*** Information shown ***
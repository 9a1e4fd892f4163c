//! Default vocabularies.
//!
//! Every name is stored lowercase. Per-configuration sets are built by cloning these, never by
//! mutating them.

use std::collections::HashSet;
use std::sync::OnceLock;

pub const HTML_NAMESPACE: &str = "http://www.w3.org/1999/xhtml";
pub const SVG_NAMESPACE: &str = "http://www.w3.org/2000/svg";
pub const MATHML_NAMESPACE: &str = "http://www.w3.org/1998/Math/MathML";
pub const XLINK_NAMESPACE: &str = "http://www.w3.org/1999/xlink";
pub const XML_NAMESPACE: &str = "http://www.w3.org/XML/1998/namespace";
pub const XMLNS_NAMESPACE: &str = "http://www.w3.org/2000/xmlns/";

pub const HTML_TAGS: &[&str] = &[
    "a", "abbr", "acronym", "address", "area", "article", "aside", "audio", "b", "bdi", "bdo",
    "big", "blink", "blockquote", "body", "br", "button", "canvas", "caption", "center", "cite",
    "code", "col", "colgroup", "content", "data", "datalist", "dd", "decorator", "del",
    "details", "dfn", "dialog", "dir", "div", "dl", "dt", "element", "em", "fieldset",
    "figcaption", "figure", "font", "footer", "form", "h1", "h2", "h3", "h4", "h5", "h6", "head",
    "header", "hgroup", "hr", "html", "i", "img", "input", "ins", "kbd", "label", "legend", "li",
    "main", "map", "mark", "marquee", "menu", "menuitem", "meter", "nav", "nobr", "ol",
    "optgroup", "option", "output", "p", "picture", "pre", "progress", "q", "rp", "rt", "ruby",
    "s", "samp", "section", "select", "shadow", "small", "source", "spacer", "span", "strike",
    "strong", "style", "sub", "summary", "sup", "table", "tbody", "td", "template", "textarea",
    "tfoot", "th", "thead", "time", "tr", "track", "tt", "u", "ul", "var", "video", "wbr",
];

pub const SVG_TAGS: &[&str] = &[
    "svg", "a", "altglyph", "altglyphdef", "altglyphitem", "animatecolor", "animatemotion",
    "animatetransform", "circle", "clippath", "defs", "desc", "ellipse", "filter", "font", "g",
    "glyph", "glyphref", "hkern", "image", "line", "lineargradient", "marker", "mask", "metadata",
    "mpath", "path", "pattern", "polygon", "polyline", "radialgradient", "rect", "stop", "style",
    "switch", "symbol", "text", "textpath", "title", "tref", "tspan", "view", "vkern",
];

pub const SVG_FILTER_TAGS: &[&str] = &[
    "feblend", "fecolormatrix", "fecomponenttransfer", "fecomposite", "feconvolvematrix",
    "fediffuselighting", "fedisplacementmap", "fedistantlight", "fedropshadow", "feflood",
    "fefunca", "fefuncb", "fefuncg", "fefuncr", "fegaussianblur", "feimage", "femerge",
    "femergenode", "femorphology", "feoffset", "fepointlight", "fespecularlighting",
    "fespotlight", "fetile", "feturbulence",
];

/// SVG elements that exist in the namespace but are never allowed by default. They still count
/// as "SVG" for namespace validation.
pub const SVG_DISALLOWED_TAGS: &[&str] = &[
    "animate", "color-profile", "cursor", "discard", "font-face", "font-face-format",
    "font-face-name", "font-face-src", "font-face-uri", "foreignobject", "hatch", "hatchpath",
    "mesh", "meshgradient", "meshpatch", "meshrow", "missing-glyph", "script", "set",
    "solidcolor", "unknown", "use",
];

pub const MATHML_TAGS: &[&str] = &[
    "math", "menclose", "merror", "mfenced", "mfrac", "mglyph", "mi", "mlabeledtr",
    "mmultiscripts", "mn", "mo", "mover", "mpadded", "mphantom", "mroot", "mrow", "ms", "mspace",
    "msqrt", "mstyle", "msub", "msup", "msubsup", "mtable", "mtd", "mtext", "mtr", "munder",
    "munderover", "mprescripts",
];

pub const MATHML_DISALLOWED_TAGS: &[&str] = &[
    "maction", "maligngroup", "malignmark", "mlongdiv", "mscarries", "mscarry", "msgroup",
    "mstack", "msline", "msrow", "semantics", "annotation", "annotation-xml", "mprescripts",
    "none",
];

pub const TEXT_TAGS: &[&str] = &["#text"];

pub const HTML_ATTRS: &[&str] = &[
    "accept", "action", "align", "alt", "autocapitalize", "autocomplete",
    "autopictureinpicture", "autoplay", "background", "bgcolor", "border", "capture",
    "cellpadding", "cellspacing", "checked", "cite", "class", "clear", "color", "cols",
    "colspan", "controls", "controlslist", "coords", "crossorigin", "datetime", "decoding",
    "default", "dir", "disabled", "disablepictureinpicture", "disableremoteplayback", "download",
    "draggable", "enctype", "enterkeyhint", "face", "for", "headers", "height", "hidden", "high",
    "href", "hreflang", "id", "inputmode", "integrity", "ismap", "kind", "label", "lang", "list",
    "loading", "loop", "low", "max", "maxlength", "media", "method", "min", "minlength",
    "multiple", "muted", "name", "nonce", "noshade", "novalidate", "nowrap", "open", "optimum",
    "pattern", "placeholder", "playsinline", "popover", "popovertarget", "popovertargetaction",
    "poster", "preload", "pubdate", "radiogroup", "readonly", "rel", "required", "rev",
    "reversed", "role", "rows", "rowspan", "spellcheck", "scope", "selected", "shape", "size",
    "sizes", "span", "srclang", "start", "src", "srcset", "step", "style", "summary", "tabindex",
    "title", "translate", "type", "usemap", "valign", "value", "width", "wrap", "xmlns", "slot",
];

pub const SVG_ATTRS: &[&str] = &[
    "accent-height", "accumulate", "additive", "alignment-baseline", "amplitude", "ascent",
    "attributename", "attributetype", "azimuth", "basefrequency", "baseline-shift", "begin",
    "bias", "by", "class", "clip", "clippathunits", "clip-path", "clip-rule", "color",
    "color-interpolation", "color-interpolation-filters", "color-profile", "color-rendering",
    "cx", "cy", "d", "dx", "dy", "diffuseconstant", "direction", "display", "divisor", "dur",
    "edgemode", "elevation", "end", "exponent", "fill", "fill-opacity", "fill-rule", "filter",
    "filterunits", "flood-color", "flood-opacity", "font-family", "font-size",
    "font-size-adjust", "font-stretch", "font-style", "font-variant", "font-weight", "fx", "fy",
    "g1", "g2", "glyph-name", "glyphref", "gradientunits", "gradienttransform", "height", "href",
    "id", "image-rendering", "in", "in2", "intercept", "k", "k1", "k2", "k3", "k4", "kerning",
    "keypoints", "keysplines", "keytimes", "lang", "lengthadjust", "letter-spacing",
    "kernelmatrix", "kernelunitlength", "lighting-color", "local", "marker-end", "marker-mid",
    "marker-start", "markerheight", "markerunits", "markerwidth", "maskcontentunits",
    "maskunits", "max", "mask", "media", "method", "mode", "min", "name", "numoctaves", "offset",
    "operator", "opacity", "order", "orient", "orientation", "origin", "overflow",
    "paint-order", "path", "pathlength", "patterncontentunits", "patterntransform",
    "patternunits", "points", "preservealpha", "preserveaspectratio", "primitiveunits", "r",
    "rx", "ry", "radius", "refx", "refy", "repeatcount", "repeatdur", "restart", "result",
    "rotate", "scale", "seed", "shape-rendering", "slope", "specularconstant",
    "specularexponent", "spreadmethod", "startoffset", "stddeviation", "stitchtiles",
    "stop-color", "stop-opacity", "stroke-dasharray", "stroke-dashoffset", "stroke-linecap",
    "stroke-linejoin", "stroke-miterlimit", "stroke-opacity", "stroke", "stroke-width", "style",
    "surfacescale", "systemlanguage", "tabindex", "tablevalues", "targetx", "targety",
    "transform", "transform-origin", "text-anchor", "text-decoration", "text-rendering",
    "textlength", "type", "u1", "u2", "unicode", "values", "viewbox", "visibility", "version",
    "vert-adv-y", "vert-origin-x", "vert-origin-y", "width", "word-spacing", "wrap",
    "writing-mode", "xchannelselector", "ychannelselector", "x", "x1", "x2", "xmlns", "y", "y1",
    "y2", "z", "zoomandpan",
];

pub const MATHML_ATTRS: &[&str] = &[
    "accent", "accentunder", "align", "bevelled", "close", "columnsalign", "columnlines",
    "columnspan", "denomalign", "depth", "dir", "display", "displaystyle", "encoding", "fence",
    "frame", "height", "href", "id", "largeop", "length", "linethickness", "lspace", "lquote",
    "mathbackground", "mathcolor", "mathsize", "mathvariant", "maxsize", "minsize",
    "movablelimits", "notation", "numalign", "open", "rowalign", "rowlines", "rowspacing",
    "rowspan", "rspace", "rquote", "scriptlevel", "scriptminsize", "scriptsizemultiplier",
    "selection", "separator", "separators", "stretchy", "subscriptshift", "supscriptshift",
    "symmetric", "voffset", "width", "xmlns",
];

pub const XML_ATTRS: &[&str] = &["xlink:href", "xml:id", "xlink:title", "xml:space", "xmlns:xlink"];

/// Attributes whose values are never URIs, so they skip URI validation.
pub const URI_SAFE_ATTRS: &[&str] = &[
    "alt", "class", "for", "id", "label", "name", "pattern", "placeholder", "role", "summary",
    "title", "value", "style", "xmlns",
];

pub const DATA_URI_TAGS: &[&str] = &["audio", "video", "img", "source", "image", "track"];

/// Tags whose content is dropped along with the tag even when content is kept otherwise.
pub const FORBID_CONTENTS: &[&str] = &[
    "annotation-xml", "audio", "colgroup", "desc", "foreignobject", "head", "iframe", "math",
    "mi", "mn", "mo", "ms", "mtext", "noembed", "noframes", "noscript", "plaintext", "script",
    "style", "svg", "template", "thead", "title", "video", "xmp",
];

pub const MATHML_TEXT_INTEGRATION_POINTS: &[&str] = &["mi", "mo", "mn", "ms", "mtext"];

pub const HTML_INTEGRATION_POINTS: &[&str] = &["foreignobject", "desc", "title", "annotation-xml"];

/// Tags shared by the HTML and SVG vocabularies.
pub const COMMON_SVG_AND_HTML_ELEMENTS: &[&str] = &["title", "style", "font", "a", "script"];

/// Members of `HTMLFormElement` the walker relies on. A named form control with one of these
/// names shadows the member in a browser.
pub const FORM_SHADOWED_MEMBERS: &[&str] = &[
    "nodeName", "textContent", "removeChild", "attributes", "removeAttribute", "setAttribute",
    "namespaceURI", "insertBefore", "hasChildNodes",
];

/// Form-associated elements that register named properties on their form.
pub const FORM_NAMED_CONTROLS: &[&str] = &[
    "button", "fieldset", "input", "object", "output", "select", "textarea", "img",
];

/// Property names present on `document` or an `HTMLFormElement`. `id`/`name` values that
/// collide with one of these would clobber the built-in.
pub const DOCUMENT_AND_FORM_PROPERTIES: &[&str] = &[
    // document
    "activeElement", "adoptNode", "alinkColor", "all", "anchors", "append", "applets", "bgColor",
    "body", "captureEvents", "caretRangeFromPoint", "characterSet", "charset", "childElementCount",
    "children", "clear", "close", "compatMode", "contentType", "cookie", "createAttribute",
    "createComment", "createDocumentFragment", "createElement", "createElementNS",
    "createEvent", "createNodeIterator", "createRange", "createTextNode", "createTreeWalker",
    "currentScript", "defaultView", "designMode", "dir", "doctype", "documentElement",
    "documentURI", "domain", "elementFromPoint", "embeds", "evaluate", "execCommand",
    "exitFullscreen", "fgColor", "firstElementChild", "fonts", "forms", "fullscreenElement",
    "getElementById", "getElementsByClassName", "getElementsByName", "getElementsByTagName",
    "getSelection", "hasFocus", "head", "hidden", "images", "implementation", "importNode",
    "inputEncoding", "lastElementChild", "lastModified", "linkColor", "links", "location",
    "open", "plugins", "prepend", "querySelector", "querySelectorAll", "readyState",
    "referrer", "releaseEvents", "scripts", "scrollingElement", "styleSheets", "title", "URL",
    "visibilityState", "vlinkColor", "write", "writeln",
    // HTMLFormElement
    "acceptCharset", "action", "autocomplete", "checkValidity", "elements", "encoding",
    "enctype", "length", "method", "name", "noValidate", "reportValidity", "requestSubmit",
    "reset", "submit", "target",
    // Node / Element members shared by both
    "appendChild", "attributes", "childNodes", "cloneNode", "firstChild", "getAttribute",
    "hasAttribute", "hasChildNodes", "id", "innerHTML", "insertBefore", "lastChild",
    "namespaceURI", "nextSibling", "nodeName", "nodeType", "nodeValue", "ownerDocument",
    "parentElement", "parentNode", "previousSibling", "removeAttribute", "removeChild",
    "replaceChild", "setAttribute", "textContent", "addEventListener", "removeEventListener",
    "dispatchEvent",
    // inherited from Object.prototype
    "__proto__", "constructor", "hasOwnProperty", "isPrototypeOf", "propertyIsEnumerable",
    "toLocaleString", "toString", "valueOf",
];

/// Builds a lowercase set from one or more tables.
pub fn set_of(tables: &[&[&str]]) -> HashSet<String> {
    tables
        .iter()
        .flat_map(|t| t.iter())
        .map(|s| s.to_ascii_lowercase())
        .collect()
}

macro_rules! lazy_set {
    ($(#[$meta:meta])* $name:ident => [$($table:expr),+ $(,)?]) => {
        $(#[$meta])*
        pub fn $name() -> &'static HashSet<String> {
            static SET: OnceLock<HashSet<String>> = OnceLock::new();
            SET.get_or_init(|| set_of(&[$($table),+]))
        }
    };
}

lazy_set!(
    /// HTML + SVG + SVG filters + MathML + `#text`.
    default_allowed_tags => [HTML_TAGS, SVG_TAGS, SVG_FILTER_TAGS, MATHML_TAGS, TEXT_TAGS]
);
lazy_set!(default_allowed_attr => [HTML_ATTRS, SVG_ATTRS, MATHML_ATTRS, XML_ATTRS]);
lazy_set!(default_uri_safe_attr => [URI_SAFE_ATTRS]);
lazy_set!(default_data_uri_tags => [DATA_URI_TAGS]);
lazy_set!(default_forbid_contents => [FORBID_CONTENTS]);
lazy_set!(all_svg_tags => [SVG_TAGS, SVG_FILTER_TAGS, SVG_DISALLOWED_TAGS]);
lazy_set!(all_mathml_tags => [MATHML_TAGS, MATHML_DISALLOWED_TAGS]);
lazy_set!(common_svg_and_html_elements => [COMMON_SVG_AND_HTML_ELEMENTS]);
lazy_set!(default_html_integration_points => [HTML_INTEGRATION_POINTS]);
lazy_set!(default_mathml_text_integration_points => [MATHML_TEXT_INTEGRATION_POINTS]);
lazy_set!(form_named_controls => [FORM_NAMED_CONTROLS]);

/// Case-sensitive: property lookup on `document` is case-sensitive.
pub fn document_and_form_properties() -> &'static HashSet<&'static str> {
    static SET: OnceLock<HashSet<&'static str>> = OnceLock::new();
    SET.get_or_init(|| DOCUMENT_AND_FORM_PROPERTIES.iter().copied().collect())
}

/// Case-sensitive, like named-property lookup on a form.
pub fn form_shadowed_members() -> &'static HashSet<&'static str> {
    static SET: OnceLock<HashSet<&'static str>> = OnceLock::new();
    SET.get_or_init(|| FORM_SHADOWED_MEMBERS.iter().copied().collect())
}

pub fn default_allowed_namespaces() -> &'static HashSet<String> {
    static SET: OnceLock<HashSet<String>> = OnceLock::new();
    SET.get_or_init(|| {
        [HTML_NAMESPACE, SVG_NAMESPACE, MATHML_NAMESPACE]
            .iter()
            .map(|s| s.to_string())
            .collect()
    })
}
*** End of Information shown ***
* [Exercise instructions]:
Look for the string "http" in the entries above. Copy every line that has it.

* [Solution to this task]:
pub const HTML_NAMESPACE: &str = "http://www.w3.org/1999/xhtml";
pub const SVG_NAMESPACE: &str = "http://www.w3.org/2000/svg";
pub const MATHML_NAMESPACE: &str = "http://www.w3.org/1998/Math/MathML";
pub const XLINK_NAMESPACE: &str = "http://www.w3.org/1999/xlink";
pub const XML_NAMESPACE: &str = "http://www.w3.org/XML/1998/namespace";
pub const XMLNS_NAMESPACE: &str = "http://www.w3.org/2000/xmlns/";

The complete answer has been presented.